_DESCRIPTION OF THE TASK_
Within the material below, how many lines contain the word "matched"? Give that number only.
[DATA TO EXAMINE Boundary: Start]
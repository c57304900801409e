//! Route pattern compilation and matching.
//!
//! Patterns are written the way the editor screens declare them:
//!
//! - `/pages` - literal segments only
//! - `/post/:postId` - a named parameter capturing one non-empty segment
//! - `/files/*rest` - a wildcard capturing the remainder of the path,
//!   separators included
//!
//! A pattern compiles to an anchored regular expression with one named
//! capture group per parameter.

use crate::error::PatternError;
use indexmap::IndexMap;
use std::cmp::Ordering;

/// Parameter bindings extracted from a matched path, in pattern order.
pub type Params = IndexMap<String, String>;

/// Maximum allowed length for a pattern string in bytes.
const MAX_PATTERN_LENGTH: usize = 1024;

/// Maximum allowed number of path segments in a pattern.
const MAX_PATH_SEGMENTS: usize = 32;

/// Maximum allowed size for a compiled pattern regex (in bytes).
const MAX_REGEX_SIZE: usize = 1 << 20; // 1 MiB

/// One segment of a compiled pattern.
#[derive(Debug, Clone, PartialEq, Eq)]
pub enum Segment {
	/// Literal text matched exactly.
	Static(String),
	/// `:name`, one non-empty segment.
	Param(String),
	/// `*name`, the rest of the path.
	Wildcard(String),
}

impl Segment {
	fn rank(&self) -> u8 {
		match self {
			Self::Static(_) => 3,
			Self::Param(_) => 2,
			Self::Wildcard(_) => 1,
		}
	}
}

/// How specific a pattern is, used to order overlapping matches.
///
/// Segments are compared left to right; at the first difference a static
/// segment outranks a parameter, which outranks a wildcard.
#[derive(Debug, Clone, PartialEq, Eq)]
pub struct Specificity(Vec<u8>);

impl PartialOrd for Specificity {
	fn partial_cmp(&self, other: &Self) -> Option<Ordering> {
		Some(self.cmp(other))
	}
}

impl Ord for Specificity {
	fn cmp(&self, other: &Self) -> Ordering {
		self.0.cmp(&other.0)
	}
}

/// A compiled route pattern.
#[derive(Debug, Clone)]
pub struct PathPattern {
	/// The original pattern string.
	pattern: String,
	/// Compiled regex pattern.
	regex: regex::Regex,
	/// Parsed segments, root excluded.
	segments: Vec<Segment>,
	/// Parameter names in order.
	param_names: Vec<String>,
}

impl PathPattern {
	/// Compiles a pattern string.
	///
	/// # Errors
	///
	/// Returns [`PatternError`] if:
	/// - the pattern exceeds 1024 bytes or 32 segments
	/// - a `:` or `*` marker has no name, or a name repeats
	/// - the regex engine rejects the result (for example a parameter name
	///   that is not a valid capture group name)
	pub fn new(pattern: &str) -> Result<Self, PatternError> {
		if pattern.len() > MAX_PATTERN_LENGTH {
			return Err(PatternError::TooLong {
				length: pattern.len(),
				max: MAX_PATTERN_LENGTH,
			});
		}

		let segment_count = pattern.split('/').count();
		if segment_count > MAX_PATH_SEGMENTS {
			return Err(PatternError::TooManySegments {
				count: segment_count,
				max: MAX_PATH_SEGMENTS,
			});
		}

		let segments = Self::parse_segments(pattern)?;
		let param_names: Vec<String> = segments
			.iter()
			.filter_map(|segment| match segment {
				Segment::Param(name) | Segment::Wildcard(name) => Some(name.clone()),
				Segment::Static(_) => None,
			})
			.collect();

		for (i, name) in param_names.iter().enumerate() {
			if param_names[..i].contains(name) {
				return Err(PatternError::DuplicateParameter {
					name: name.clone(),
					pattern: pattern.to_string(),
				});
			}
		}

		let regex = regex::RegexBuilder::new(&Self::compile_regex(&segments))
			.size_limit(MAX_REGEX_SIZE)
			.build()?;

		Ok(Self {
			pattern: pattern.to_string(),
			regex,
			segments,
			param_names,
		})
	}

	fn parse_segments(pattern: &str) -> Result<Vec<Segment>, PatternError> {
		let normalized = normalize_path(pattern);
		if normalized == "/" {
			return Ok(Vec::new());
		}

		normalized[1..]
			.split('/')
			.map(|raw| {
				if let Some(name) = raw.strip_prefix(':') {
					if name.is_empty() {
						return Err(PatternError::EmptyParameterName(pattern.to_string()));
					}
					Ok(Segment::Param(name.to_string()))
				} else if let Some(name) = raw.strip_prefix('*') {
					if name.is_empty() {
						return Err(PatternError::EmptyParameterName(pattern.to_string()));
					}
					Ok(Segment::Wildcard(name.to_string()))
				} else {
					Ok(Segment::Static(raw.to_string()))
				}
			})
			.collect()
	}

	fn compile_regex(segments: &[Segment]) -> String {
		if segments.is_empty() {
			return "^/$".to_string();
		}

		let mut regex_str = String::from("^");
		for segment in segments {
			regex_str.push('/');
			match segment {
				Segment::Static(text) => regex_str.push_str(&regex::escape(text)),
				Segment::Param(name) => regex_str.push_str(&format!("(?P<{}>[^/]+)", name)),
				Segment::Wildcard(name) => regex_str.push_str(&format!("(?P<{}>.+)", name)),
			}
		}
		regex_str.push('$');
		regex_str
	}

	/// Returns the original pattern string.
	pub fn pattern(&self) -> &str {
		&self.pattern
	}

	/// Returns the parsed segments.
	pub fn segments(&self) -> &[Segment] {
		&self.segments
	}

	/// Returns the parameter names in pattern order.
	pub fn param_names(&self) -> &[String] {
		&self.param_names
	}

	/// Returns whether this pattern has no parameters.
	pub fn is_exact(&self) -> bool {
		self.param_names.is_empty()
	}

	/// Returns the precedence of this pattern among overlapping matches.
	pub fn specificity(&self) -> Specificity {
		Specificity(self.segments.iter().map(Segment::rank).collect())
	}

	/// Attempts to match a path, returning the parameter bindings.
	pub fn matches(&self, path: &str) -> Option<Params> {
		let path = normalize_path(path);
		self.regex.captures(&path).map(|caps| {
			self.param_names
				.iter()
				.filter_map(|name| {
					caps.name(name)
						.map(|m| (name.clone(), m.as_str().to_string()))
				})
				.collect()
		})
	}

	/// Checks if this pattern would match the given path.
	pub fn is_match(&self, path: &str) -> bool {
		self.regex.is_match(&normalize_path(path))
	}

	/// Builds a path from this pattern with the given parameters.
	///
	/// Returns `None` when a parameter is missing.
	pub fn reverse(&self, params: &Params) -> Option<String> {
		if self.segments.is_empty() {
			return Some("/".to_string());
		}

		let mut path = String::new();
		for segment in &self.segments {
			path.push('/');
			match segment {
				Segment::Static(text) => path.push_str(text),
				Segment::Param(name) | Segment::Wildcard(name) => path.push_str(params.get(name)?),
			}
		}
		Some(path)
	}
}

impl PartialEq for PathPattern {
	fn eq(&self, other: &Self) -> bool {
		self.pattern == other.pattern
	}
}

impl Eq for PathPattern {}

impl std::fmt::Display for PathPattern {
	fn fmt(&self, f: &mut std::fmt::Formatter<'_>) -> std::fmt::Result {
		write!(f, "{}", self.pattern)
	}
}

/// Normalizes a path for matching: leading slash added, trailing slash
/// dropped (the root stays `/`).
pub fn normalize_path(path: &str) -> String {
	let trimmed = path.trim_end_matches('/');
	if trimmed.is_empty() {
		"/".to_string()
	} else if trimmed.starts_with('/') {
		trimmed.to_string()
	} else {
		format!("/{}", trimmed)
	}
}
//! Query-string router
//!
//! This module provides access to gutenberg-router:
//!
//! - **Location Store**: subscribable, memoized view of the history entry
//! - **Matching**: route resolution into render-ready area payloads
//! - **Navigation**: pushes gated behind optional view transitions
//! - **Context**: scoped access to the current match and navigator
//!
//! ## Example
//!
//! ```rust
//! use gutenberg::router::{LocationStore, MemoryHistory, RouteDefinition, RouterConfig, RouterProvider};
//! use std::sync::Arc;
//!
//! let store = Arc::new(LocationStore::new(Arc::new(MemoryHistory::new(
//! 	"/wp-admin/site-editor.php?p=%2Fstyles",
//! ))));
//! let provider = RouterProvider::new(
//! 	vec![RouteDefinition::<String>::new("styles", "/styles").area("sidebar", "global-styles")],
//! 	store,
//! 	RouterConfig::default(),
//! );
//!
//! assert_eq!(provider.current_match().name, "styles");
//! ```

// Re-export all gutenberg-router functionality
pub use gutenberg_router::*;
[DATA TO EXAMINE Boundary: End]
_SOLUTION TO THIS TASK_
2